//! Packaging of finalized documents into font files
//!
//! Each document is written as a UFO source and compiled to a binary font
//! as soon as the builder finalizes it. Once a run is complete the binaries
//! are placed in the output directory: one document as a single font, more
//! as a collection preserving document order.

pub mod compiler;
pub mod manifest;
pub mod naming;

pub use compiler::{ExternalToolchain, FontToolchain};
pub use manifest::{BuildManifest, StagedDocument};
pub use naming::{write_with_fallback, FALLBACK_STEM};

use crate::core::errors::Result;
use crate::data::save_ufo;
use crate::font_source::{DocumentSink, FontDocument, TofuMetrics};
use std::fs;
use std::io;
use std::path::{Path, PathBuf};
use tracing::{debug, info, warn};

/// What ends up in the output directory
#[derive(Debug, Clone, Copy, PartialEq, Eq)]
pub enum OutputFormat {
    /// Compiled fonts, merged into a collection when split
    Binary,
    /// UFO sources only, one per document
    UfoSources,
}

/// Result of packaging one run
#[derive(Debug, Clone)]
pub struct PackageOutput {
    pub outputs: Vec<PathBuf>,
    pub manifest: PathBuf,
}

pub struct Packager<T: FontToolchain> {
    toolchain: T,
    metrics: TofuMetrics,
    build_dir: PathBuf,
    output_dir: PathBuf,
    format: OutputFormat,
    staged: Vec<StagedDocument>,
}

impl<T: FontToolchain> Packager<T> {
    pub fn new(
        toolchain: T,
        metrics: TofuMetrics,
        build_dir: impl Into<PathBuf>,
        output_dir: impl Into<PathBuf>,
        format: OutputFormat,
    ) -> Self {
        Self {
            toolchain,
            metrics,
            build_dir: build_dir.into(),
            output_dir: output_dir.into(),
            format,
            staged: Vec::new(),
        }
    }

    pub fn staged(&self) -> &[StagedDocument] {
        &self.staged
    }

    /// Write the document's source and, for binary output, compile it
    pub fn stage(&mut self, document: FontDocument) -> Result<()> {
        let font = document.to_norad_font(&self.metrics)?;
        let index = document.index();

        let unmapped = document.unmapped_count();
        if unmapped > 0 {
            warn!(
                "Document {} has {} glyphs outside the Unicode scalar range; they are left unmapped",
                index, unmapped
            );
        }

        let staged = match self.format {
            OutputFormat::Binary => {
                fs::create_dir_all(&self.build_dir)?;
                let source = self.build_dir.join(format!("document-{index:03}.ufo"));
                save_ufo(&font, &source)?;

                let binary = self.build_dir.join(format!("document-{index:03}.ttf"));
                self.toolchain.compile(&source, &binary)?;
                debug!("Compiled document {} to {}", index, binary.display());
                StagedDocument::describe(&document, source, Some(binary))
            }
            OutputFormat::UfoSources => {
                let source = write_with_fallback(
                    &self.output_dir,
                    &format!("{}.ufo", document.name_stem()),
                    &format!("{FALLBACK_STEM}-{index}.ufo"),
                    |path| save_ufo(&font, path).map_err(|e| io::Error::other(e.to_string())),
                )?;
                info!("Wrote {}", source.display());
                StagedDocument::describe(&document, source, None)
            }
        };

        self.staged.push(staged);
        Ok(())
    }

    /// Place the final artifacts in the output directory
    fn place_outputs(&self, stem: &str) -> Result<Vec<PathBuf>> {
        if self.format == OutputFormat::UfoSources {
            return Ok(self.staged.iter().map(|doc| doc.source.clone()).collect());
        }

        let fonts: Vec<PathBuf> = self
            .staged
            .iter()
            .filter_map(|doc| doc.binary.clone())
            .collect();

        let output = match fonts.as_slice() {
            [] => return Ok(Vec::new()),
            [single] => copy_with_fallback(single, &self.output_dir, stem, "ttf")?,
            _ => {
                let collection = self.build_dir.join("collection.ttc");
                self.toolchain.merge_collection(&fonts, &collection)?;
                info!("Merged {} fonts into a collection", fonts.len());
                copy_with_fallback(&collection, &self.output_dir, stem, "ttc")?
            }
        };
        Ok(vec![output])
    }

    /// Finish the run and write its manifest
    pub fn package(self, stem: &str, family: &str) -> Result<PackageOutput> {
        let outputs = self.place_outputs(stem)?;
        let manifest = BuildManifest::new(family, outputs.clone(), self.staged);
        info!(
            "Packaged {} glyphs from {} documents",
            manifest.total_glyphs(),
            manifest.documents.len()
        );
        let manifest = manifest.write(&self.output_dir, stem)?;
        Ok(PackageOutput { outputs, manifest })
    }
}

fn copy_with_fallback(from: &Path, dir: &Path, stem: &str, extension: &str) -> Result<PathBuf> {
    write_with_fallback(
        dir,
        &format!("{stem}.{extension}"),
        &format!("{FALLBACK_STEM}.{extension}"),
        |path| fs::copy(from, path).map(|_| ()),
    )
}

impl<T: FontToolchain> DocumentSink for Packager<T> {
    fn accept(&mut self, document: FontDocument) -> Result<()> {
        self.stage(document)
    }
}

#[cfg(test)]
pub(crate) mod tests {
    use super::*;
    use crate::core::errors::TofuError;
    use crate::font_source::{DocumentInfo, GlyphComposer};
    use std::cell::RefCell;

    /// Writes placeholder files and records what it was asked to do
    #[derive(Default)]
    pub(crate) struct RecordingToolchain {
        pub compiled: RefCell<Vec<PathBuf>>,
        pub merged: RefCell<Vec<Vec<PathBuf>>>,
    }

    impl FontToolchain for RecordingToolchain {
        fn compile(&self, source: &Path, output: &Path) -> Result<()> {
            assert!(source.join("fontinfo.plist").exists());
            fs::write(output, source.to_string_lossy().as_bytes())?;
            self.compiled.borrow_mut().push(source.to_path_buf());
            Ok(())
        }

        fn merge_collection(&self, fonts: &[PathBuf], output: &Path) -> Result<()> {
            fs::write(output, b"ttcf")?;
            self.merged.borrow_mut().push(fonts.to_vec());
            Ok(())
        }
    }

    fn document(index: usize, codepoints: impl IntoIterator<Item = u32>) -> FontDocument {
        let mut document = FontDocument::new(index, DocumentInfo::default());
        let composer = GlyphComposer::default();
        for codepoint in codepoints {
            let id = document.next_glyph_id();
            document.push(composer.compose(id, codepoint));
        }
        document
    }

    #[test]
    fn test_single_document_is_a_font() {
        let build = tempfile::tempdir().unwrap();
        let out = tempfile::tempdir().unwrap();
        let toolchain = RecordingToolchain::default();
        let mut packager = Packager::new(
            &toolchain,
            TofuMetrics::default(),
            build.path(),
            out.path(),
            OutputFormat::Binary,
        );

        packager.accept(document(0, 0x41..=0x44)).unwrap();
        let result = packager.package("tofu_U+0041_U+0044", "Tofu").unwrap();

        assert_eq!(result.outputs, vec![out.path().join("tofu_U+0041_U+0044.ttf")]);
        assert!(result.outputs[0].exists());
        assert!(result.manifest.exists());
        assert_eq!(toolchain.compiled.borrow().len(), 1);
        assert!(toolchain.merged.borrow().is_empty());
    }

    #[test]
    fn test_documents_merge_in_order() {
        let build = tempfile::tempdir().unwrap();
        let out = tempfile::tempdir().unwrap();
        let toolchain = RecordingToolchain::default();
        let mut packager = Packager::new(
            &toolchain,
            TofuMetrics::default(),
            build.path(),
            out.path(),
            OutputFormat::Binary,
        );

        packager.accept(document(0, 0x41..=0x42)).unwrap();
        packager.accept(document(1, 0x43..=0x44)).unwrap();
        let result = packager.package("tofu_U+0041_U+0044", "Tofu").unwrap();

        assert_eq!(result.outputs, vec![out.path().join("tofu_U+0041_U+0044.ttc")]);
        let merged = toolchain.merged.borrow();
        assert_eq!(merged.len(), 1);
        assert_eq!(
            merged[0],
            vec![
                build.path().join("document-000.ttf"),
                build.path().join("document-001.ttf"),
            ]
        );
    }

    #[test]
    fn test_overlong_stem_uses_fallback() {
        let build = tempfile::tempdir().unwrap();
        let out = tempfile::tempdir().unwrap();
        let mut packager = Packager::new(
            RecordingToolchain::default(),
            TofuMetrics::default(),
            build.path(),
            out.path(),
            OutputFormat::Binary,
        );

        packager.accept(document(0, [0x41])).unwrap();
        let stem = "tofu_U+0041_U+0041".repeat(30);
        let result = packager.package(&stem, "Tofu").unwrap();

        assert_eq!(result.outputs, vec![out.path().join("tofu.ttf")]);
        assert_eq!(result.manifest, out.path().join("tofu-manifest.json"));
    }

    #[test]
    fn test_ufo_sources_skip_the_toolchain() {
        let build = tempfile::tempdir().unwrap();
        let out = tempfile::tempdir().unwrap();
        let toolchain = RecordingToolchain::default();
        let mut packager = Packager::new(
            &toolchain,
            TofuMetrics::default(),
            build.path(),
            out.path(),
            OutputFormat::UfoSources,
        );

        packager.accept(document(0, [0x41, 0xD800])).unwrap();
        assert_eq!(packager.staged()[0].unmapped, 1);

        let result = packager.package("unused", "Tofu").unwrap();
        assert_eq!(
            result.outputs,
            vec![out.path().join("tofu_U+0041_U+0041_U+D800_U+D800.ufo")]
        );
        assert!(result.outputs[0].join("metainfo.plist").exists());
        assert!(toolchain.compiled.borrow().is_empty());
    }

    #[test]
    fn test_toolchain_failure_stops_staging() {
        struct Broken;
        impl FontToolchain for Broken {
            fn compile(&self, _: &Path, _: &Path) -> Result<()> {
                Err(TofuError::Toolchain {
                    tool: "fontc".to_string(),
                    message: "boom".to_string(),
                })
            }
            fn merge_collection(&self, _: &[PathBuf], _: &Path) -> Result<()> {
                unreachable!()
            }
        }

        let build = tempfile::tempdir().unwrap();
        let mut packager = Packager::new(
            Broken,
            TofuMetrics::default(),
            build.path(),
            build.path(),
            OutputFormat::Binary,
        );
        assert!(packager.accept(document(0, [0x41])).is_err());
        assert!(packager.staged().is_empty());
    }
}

^^^^

Task to carry out: For every line of the records that has the word "manifest" in it, make a copy.

Exercise solution:
pub mod manifest;
pub use manifest::{BuildManifest, StagedDocument};
    pub manifest: PathBuf,
    /// Finish the run and write its manifest
        let manifest = BuildManifest::new(family, outputs.clone(), self.staged);
            manifest.total_glyphs(),
            manifest.documents.len()
        let manifest = manifest.write(&self.output_dir, stem)?;
        Ok(PackageOutput { outputs, manifest })
        assert!(result.manifest.exists());
        assert_eq!(result.manifest, out.path().join("tofu-manifest.json"));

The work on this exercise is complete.